Task requirements: Only a single number is expected: how many lines of the data hold the word "timezone".

BEGIN Extracted records

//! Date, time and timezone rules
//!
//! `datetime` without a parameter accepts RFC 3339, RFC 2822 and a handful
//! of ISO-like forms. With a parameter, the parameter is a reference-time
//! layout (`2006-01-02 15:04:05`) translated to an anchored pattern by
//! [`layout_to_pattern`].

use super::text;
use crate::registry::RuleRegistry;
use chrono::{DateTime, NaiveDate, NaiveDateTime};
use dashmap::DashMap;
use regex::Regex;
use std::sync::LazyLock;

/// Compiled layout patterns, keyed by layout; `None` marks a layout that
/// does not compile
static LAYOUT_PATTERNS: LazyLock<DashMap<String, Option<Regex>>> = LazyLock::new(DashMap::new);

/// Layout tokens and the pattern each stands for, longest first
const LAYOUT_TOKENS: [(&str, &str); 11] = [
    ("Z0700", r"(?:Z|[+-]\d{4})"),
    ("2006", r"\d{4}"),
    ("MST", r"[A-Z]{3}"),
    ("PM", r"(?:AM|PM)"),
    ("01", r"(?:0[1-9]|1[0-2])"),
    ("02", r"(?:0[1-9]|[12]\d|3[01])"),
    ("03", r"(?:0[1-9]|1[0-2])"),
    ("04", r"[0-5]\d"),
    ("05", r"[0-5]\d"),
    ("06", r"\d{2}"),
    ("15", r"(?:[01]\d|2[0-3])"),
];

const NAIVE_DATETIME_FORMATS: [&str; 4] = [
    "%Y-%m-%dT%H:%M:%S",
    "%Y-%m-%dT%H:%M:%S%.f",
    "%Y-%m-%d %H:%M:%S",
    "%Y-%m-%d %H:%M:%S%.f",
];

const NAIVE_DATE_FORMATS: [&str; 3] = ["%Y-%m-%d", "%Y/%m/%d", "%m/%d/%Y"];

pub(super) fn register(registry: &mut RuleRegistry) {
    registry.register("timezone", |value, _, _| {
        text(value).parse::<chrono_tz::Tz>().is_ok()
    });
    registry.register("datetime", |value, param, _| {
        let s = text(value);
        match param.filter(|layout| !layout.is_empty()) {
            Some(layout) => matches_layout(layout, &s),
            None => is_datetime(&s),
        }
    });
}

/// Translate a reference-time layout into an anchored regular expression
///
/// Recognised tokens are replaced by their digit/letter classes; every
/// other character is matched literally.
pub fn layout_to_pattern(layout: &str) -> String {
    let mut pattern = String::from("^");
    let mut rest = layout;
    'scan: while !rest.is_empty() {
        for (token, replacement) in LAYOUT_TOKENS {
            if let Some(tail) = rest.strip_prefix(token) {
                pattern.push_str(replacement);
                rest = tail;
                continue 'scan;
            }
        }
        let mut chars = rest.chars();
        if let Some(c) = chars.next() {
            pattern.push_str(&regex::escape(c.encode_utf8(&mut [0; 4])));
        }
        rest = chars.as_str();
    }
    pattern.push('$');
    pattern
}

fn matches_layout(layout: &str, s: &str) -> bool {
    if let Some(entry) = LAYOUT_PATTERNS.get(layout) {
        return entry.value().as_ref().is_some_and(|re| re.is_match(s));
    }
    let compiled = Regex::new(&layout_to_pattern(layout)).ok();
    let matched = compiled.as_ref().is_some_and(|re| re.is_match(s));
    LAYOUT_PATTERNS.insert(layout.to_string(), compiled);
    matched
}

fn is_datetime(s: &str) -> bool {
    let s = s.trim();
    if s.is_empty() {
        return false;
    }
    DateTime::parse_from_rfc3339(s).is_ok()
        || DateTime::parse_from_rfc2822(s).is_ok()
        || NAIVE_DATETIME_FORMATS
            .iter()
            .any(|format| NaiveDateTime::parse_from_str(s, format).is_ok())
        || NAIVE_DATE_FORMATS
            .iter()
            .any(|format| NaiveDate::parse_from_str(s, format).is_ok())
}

END Extracted records

Output below: 2